Python: Indicate the elements in groupby-CodePudding

I encountered a problem to indicate the element which is not used as the grouping criteria in groupby .

I am expecting the output to be in the format of:

{
    "0": {
          "food_type": "drink", 
          "review": "bad", 
          "example": {"0": "cola", "1": "milk"}
    },
    "1": {
         "food_type": "fruit",
         "review": "good",
         "example": {"0": "apple", "1": "banana", "2": "orange"}
    },
    "2": {
         "food_type": "vegetable", 
         "review": "normal",
         "example": {"0": "cabbage", "1": "carrot"}
    },
}

This is the code I used(suggested by Andrej Kesely), grouping the elements based on the element with index [0].

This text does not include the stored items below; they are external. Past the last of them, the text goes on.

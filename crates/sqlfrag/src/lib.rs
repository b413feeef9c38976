//! # sqlfrag
//!
//! A fragment-tree SQL builder that compiles one tree to many dialects.
//!
//! ## Features
//!
//! - **Trees, not strings**: statements are built from typed nodes (columns,
//!   operators, clauses) that implement [`Fragment`]
//! - **Parameterized by default**: values become numbered parameters
//!   (`@p0`, `@p1`, ...) in the order they are compiled
//! - **Dialect policy at compile time**: an [`Engine`] decides operator
//!   spellings, function names, quoting and which clauses are available
//! - **Precedence-aware**: nested operators are parenthesized only where needed
//! - **Debug rendering**: every node implements `Display` with inlined literals
//!
//! ## Example
//!
//! ```ignore
//! use sqlfrag::prelude::*;
//!
//! let u = Alias::new("users", "u");
//! let mut q = Query::new();
//! q.select().add(u.column("id")).add(u.column("name"));
//! q.from(u.clone());
//! q.filter(Operator::eq(u.column("status"), "active"));
//! q.offset(10).fetch(20);
//!
//! let pg = q.compile(&Dialect::postgres())?;
//! // SELECT "u"."id", "u"."name" FROM "users" AS "u" WHERE "u"."status" = @p0 LIMIT @p2 OFFSET @p1
//!
//! let mssql = q.compile(&Dialect::sqlserver())?;
//! // ... OFFSET @p1 ROWS FETCH NEXT @p2 ROWS ONLY
//! ```

pub mod builder;
pub mod engine;
pub mod error;
pub mod fragment;
pub mod fragments;
pub mod ident;
pub mod param;
pub mod prelude;
pub mod query;
#[cfg(feature = "tracing")]
pub mod trace;
pub mod value;

pub use builder::{QueryBuilder, QueryResult, compile_fragment};
pub use engine::{
    ColumnInfo, Dialect, DialectConfig, Engine, EngineOptions, EntityType, FunctionCompiler,
    FunctionInfo, OffsetStyle, OperatorConfig, OperatorInfo, SchemaRegistry, TableInfo, TableMeta,
};
pub use error::{SqlError, SqlResult};
pub use fragment::{Arg, Fragment, IntoFragment, Parens, Precedence};
pub use fragments::*;
pub use ident::NameQuote;
pub use param::{Param, ParamList};
pub use query::{Query, Statement};
#[cfg(feature = "tracing")]
pub use trace::CompileTrace;
pub use value::Value;
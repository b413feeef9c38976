//! Dialect policy consulted while a tree is compiled.
//!
//! An [`Engine`] answers four kinds of questions:
//!
//! - how an operator symbol is spelled, or which function emulates it
//! - how a function is named, or which callback lays out its arguments
//! - which clauses the dialect supports ([`EngineOptions`])
//! - how entity types map to tables and columns ([`SchemaRegistry`])
//!
//! Feature flags change the shape of the emitted SQL, never the tree, and
//! they are checked while compiling: the same tree may fail against one
//! engine and compile fine against another.

mod config;
mod dialect;
mod schema;

pub use config::{DialectConfig, OperatorConfig};
pub use dialect::Dialect;
pub use schema::{ColumnInfo, EntityType, SchemaRegistry, TableInfo, TableMeta};

use crate::builder::QueryBuilder;
use crate::error::{SqlError, SqlResult};
use crate::fragments::Func;
use crate::ident::NameQuote;
use serde::{Deserialize, Serialize};
use std::fmt;
use std::sync::Arc;

#[cfg(feature = "tracing")]
use crate::trace::CompileTrace;

/// How an operator symbol is emitted by a dialect.
#[derive(Debug, Clone, PartialEq, Eq)]
pub enum OperatorInfo {
    /// Emit a different symbol (e.g. `||` becomes `+`).
    Symbol(String),
    /// Emit a function call with the operands as arguments (e.g. `MOD(a, b)`).
    Function(String),
}

/// Custom layout for a function call.
pub type FunctionCompiler =
    Arc<dyn Fn(&Func, &mut QueryBuilder<'_>) -> SqlResult<()> + Send + Sync>;

/// How a function is emitted by a dialect.
#[derive(Clone, Default)]
pub struct FunctionInfo {
    /// Name to emit instead of the logical name.
    pub name: Option<String>,
    /// Callback that writes the whole call; wins over `name`.
    pub compiler: Option<FunctionCompiler>,
}

impl FunctionInfo {
    /// Register a function under its own name.
    pub fn registered() -> Self {
        Self::default()
    }

    /// Emit the function under another name.
    pub fn renamed(name: impl Into<String>) -> Self {
        Self {
            name: Some(name.into()),
            compiler: None,
        }
    }

    /// Emit the function through a custom callback.
    pub fn custom<F>(compiler: F) -> Self
    where
        F: Fn(&Func, &mut QueryBuilder<'_>) -> SqlResult<()> + Send + Sync + 'static,
    {
        Self {
            name: None,
            compiler: Some(Arc::new(compiler)),
        }
    }
}

impl fmt::Debug for FunctionInfo {
    fn fmt(&self, f: &mut fmt::Formatter<'_>) -> fmt::Result {
        f.debug_struct("FunctionInfo")
            .field("name", &self.name)
            .field("compiler", &self.compiler.as_ref().map(|_| "<fn>"))
            .finish()
    }
}

/// Pagination syntax.
#[derive(Debug, Clone, Copy, PartialEq, Eq, Default, Serialize, Deserialize)]
#[serde(rename_all = "snake_case")]
pub enum OffsetStyle {
    /// `OFFSET n ROWS FETCH NEXT m ROWS ONLY`
    #[default]
    Offset,
    /// `LIMIT m OFFSET n`
    Limit,
}

/// Feature flags and naming rules of a dialect.
#[derive(Debug, Clone, PartialEq, Eq, Serialize, Deserialize)]
#[serde(default, deny_unknown_fields)]
pub struct EngineOptions {
    /// `SELECT TOP (n)` / `DELETE TOP (n)` are available.
    pub top_supported: bool,
    pub right_join_supported: bool,
    pub full_join_supported: bool,
    /// `SELECT DISTINCT ON (...)` is available.
    pub distinct_on_supported: bool,
    pub offset_style: OffsetStyle,
    /// `UPDATE t SET ... FROM t JOIN ...` instead of `UPDATE t JOIN ... SET ...`.
    pub update_with_from: bool,
    /// Qualify SET columns with their table name.
    pub update_set_with_table_name: bool,
    /// `DELETE alias FROM table AS alias`.
    pub delete_with_alias: bool,
    /// Multi-row INSERT as `SELECT ... UNION ALL SELECT ...`.
    pub insert_with_union: bool,
    /// Emit the `RECURSIVE` keyword for recursive CTEs.
    pub with_recursive: bool,
    /// Use `AS` between a table and its alias.
    pub table_as: bool,
    /// Table a valueless SELECT reads from (`DUAL`).
    #[serde(skip_serializing_if = "Option::is_none")]
    pub from_dummy_name: Option<String>,
    /// Reject functions the engine has no entry for.
    pub functions_registered_only: bool,
    /// Parameter name prefix (`@p` gives `@p0`, `@p1`, ...).
    pub parameter_prefix: String,
    pub name_quote: NameQuote,
}

impl Default for EngineOptions {
    fn default() -> Self {
        Self {
            top_supported: false,
            right_join_supported: true,
            full_join_supported: true,
            distinct_on_supported: false,
            offset_style: OffsetStyle::Offset,
            update_with_from: false,
            update_set_with_table_name: false,
            delete_with_alias: false,
            insert_with_union: false,
            with_recursive: true,
            table_as: true,
            from_dummy_name: None,
            functions_registered_only: false,
            parameter_prefix: "@p".to_string(),
            name_quote: NameQuote::Double,
        }
    }
}

impl EngineOptions {
    /// Parse options from TOML; missing keys keep their defaults, unknown keys
    /// are rejected.
    pub fn from_toml_str(s: &str) -> SqlResult<Self> {
        Ok(toml::from_str(s)?)
    }
}

/// Dialect policy consulted by fragments at compile time.
pub trait Engine: Send + Sync {
    /// Dialect name used in error messages and logs.
    fn name(&self) -> &str;

    fn options(&self) -> &EngineOptions;

    /// Override for an operator symbol, if any.
    fn operator(&self, _symbol: &str) -> Option<&OperatorInfo> {
        None
    }

    /// Entry for a function, if any.
    fn function(&self, _name: &str) -> Option<&FunctionInfo> {
        None
    }

    /// Table metadata for an entity type.
    fn table_info(&self, entity: EntityType) -> SqlResult<&TableInfo>;

    /// Column name of an entity field.
    fn column_name(&self, entity: EntityType, field: &str) -> SqlResult<&str> {
        let info = self.table_info(entity)?;
        info.column(field).ok_or_else(|| SqlError::UnknownColumn {
            entity: entity.short_name().to_string(),
            field: field.to_string(),
        })
    }

    /// All column names of an entity, in declaration order.
    fn column_names(&self, entity: EntityType) -> SqlResult<Vec<&str>> {
        let info = self.table_info(entity)?;
        Ok(info.columns.iter().map(|c| c.name.as_str()).collect())
    }

    /// Write an escaped, possibly dotted identifier.
    fn write_name(&self, name: &str, out: &mut String) {
        self.options().name_quote.write_name(name, out);
    }

    /// Logging settings for compiled statements.
    #[cfg(feature = "tracing")]
    fn trace(&self) -> Option<&CompileTrace> {
        None
    }
}

#[cfg(test)]
mod tests {
    use super::*;

    #[test]
    fn options_from_toml_keep_defaults() {
        let opts = EngineOptions::from_toml_str(
            r#"
            top_supported = true
            offset_style = "limit"
            name_quote = "bracket"
            "#,
        )
        .unwrap();
        assert!(opts.top_supported);
        assert_eq!(opts.offset_style, OffsetStyle::Limit);
        assert_eq!(opts.name_quote, NameQuote::Bracket);
        assert_eq!(opts.parameter_prefix, "@p");
        assert!(opts.table_as);
    }

    #[test]
    fn options_from_bad_toml_is_config_error() {
        let err = EngineOptions::from_toml_str("offset_style = \"sideways\"").unwrap_err();
        assert!(matches!(err, SqlError::Config(_)));
    }

    #[test]
    fn options_reject_misspelled_keys() {
        let err = EngineOptions::from_toml_str("top_suported = true").unwrap_err();
        assert!(matches!(err, SqlError::Config(msg) if msg.contains("top_suported")));
    }
}
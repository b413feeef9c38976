use super::{Engine, EngineOptions, FunctionInfo, OffsetStyle, OperatorInfo};
use super::schema::{EntityType, SchemaRegistry, TableInfo, TableMeta};
use crate::error::SqlResult;
use crate::ident::NameQuote;
use std::collections::HashMap;

#[cfg(feature = "tracing")]
use crate::trace::CompileTrace;

/// A configurable [`Engine`].
///
/// Presets cover the common databases; every part can be adjusted with the
/// consuming `with_*` methods:
///
/// ```ignore
/// let engine = Dialect::postgres()
///     .with_function("IFNULL", FunctionInfo::renamed("COALESCE"))
///     .with_table::<User>();
/// ```
#[derive(Debug, Clone)]
pub struct Dialect {
    name: String,
    options: EngineOptions,
    operators: HashMap<String, OperatorInfo>,
    functions: HashMap<String, FunctionInfo>,
    schema: SchemaRegistry,
    #[cfg(feature = "tracing")]
    trace: Option<CompileTrace>,
}

impl Dialect {
    /// A dialect with default options and no overrides.
    pub fn new(name: impl Into<String>) -> Self {
        Self {
            name: name.into(),
            options: EngineOptions::default(),
            operators: HashMap::new(),
            functions: HashMap::new(),
            schema: SchemaRegistry::new(),
            #[cfg(feature = "tracing")]
            trace: None,
        }
    }

    /// Microsoft SQL Server.
    pub fn sqlserver() -> Self {
        Self::new("sqlserver")
            .with_options(EngineOptions {
                top_supported: true,
                update_with_from: true,
                update_set_with_table_name: true,
                delete_with_alias: true,
                with_recursive: false,
                name_quote: NameQuote::Bracket,
                ..EngineOptions::default()
            })
            .with_operator("||", OperatorInfo::Symbol("+".into()))
            .with_function("LENGTH", FunctionInfo::renamed("LEN"))
            .with_function("NOW", FunctionInfo::renamed("GETDATE"))
    }

    /// PostgreSQL.
    pub fn postgres() -> Self {
        Self::new("postgres")
            .with_options(EngineOptions {
                distinct_on_supported: true,
                offset_style: OffsetStyle::Limit,
                ..EngineOptions::default()
            })
            .with_operator("^", OperatorInfo::Symbol("#".into()))
            .with_function("LEN", FunctionInfo::renamed("LENGTH"))
            .with_function("GETDATE", FunctionInfo::renamed("NOW"))
    }

    /// MySQL / MariaDB.
    pub fn mysql() -> Self {
        Self::new("mysql")
            .with_options(EngineOptions {
                full_join_supported: false,
                offset_style: OffsetStyle::Limit,
                update_set_with_table_name: true,
                delete_with_alias: true,
                name_quote: NameQuote::Backtick,
                ..EngineOptions::default()
            })
            .with_operator("||", OperatorInfo::Function("CONCAT".into()))
            .with_function("LEN", FunctionInfo::renamed("CHAR_LENGTH"))
    }

    /// SQLite.
    pub fn sqlite() -> Self {
        Self::new("sqlite")
            .with_options(EngineOptions {
                offset_style: OffsetStyle::Limit,
                ..EngineOptions::default()
            })
            .with_function("LEN", FunctionInfo::renamed("LENGTH"))
    }

    /// Oracle.
    pub fn oracle() -> Self {
        Self::new("oracle")
            .with_options(EngineOptions {
                insert_with_union: true,
                with_recursive: false,
                table_as: false,
                from_dummy_name: Some("DUAL".into()),
                parameter_prefix: ":p".into(),
                ..EngineOptions::default()
            })
            .with_operator("%", OperatorInfo::Function("MOD".into()))
            .with_operator("&", OperatorInfo::Function("BITAND".into()))
            .with_operator("EXCEPT", OperatorInfo::Symbol("MINUS".into()))
            .with_function("LEN", FunctionInfo::renamed("LENGTH"))
    }

    /// Look up a preset by name.
    pub fn preset(name: &str) -> Option<Self> {
        match name.to_ascii_lowercase().as_str() {
            "sqlserver" | "mssql" => Some(Self::sqlserver()),
            "postgres" | "postgresql" => Some(Self::postgres()),
            "mysql" | "mariadb" => Some(Self::mysql()),
            "sqlite" => Some(Self::sqlite()),
            "oracle" => Some(Self::oracle()),
            _ => None,
        }
    }

    pub fn with_name(mut self, name: impl Into<String>) -> Self {
        self.name = name.into();
        self
    }

    /// Replace all feature flags.
    pub fn with_options(mut self, options: EngineOptions) -> Self {
        self.options = options;
        self
    }

    /// Map an operator symbol to another symbol or a function.
    pub fn with_operator(mut self, symbol: impl Into<String>, info: OperatorInfo) -> Self {
        self.operators.insert(symbol.into(), info);
        self
    }

    /// Register a function, optionally renamed or with a custom layout.
    pub fn with_function(mut self, name: impl Into<String>, info: FunctionInfo) -> Self {
        self.functions.insert(name.into().to_ascii_uppercase(), info);
        self
    }

    /// Register entity metadata.
    pub fn with_table<T: TableMeta>(mut self) -> Self {
        self.schema.register::<T>();
        self
    }

    /// Log compiled statements through `tracing`.
    #[cfg(feature = "tracing")]
    pub fn with_trace(mut self, trace: CompileTrace) -> Self {
        self.trace = Some(trace);
        self
    }

    pub fn options_mut(&mut self) -> &mut EngineOptions {
        &mut self.options
    }

    pub fn schema(&self) -> &SchemaRegistry {
        &self.schema
    }

    pub fn schema_mut(&mut self) -> &mut SchemaRegistry {
        &mut self.schema
    }
}

impl Engine for Dialect {
    fn name(&self) -> &str {
        &self.name
    }

    fn options(&self) -> &EngineOptions {
        &self.options
    }

    fn operator(&self, symbol: &str) -> Option<&OperatorInfo> {
        self.operators.get(symbol)
    }

    fn function(&self, name: &str) -> Option<&FunctionInfo> {
        self.functions.get(name.to_ascii_uppercase().as_str())
    }

    fn table_info(&self, entity: EntityType) -> SqlResult<&TableInfo> {
        self.schema.get(entity)
    }

    #[cfg(feature = "tracing")]
    fn trace(&self) -> Option<&CompileTrace> {
        self.trace.as_ref()
    }
}

#[cfg(test)]
mod tests {
    use super::*;

    #[test]
    fn presets_resolve_by_name() {
        assert_eq!(Dialect::preset("PostgreSQL").unwrap().name(), "postgres");
        assert_eq!(Dialect::preset("mssql").unwrap().name(), "sqlserver");
        assert!(Dialect::preset("db2").is_none());
    }

    #[test]
    fn function_lookup_ignores_case() {
        let engine = Dialect::sqlserver();
        let info = engine.function("length").unwrap();
        assert_eq!(info.name.as_deref(), Some("LEN"));
        assert!(engine.function("coalesce").is_none());
    }

    #[test]
    fn operator_overrides() {
        let engine = Dialect::oracle();
        assert_eq!(
            engine.operator("%"),
            Some(&OperatorInfo::Function("MOD".into()))
        );
        assert_eq!(engine.operator("+"), None);
    }
}
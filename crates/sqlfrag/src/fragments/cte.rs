use super::{Alias, ColList, Column};
use crate::builder::QueryBuilder;
use crate::error::{SqlError, SqlResult};
use crate::fragment::{Fragment, IntoFragment, Parens};
use std::fmt;
use std::sync::Arc;

/// A common table expression: `name (col, ...) AS (query)`.
///
/// Used as a FROM or JOIN source, a CTE is referenced by its name only; its
/// body is written once, by the [`With`] clause that holds it.
#[derive(Debug, Clone)]
pub struct Cte {
    alias: Alias,
    columns: ColList,
    query: Option<Arc<dyn Fragment>>,
    recursive: bool,
}

impl Cte {
    pub fn new(name: impl Into<String>) -> Self {
        Self {
            alias: Alias::table(name),
            columns: ColList::new(),
            query: None,
            recursive: false,
        }
    }

    pub fn column(&mut self, name: impl Into<String>) -> &mut Self {
        self.columns.add(Column::new(name));
        self
    }

    pub fn query(&mut self, query: impl IntoFragment) -> &mut Self {
        self.query = Some(query.into_fragment());
        self
    }

    /// Consuming form of [`Cte::query`].
    pub fn with_query(mut self, query: impl IntoFragment) -> Self {
        self.query = Some(query.into_fragment());
        self
    }

    pub fn recursive(&mut self) -> &mut Self {
        self.recursive = true;
        self
    }

    pub fn is_recursive(&self) -> bool {
        self.recursive
    }

    pub fn alias(&self) -> &Alias {
        &self.alias
    }

    /// A column of this CTE, qualified by its name.
    pub fn col(&self, name: impl Into<String>) -> Column {
        self.alias.column(name)
    }

    fn name(&self) -> &str {
        match self.alias.source() {
            super::TableSource::Named(name) => name,
            super::TableSource::Entity(_) => "",
        }
    }
}

impl Fragment for Cte {
    fn compile(&self, b: &mut QueryBuilder<'_>) -> SqlResult<()> {
        let name = self.name();
        if name.trim().is_empty() {
            return Err(SqlError::invalid_argument("CTE name must not be empty"));
        }
        let query = self.query.as_ref().ok_or_else(|| {
            SqlError::invalid_argument(format!("CTE {name} has no query"))
        })?;
        b.write_name_part(name);
        if !self.columns.is_empty() {
            b.write(" (");
            self.columns.compile_columns(b, false)?;
            b.write(")");
        }
        b.write(" AS (");
        b.write_fragment(query.as_ref(), Parens::Never)?;
        b.write(")");
        Ok(())
    }

    fn source_alias(&self) -> Option<&Alias> {
        Some(&self.alias)
    }
}

impl fmt::Display for Cte {
    fn fmt(&self, f: &mut fmt::Formatter<'_>) -> fmt::Result {
        f.write_str(self.name())?;
        if !self.columns.is_empty() {
            write!(f, " ({})", self.columns)?;
        }
        match &self.query {
            Some(query) => write!(f, " AS ({query})"),
            None => f.write_str(" AS ()"),
        }
    }
}

/// `WITH [RECURSIVE] a AS (...), b AS (...)`.
#[derive(Debug, Clone, Default)]
pub struct With {
    ctes: Vec<Cte>,
}

impl With {
    pub fn new() -> Self {
        Self::default()
    }

    pub fn add(&mut self, cte: Cte) -> &mut Self {
        self.ctes.push(cte);
        self
    }

    pub fn ctes(&self) -> &[Cte] {
        &self.ctes
    }

    pub fn is_empty(&self) -> bool {
        self.ctes.is_empty()
    }

    fn is_recursive(&self) -> bool {
        self.ctes.iter().any(Cte::is_recursive)
    }
}

impl Fragment for With {
    fn compile(&self, b: &mut QueryBuilder<'_>) -> SqlResult<()> {
        if self.ctes.is_empty() {
            return Err(SqlError::EmptyList("WITH"));
        }
        b.write("WITH ");
        if self.is_recursive() && b.options().with_recursive {
            b.write("RECURSIVE ");
        }
        for cte in &self.ctes {
            cte.compile(b)?;
            b.write(", ");
        }
        b.remove_last(2);
        Ok(())
    }
}

impl fmt::Display for With {
    fn fmt(&self, f: &mut fmt::Formatter<'_>) -> fmt::Result {
        f.write_str("WITH ")?;
        if self.is_recursive() {
            f.write_str("RECURSIVE ")?;
        }
        for (i, cte) in self.ctes.iter().enumerate() {
            if i > 0 {
                f.write_str(", ")?;
            }
            write!(f, "{cte}")?;
        }
        Ok(())
    }
}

And I encountered some problem when trying to add more key-value pair when the lst grows larger. I added the "review" part:

from itertools import groupby

lst = [
    ["fruit", 'good', "apple"],
    ["fruit", 'good', "orange"],
    ["fruit", 'good', "banana"],
    ["vegetable", 'normal', "cabbage"],
    ["vegetable", 'normal', "carrot"],
    ["drink", 'bad', "cola"],
    ["drink", 'bad', "milk"],
]

out = {}
for i, (v, g) in enumerate(groupby(sorted(lst), lambda k: k[0])):
    out[str(i)] = {
        "food_type": v,
        "review": (v for i, (_, v, _) in enumerate(g)),
        "example": {str(i): v for i, (_, _, v) in enumerate(g)},
    }

The output:

{
    "0": {
          "food_type": "drink", 
          "review": <generator object <genexpr> at 0x7fcc04f3fdd0>, 
          "example": {"0": "cola", "1": "milk"}
    },
    "1": {
         "food_type": "fruit",
         "review": <generator object <genexpr> at 0x7fcc04f3fc50>,
         "example": {"0": "apple", "1": "banana", "2": "orange"}
    },
    "2": {
         "food_type": "vegetable", 
         "review": <generator object <genexpr> at 0x7fcc04d044d0>,
         "example": {"0": "cabbage", "1": "carrot"}
    },
}

Hope someone has more experience in groupby can give me some suggestions. Thank you!!!

CodePudding user response：

If I understand you correctly, this should work:

lst = [
    ["fruit", 'good', "apple"],
    ["fruit", 'good', "orange"],
    ["fruit", 'good', "banana"],
    ["vegetable", 'normal', "cabbage"],
    ["vegetable", 'normal', "carrot"],
    ["drink", 'bad', "cola"],
    ["drink", 'bad', "milk"],
]


(
    pd.DataFrame(
        lst, columns=["food_type", "review", "example"]
    ).groupby(["food_type", "review"])["example"].unique()
    .reset_index()
    .assign(example = lambda df: (
        df["example"].apply(lambda x: {k:v for k, v in zip(range(len(x)), x)})
    ))
    .T.to_dict()
)

Output:

{0: {'food_type': 'drink', 'review': 'bad', 'example': {0: 'cola', 1: 'milk'}},
 1: {'food_type': 'fruit',
  'review': 'good',
  'example': {0: 'apple', 1: 'orange', 2: 'banana'}},
 2: {'food_type': 'vegetable',
  'review': 'normal',
  'example': {0: 'cabbage', 1: 'carrot'}}}

CodePudding user response：

First of all we need to change the generators into a string. We would use the ', '.join function for this.

"review": ', '.join(v for i, (_, v, _) in enumerate(g)),

But upon doing this I found that good was repeated three times and normal and bad are repeated twice. To get it to look like your desired output data we need to remove the duplicates. sets are often used as a way of storing data when you don't want duplicates. We can use set comprehension instead of generator comprehension to accomplish this which is as easy as inserting some {} brackets like so

"review": ', '.join({v for i, (_, v, _) in enumerate(g)}),

Using that will generate the reviews you are wanting.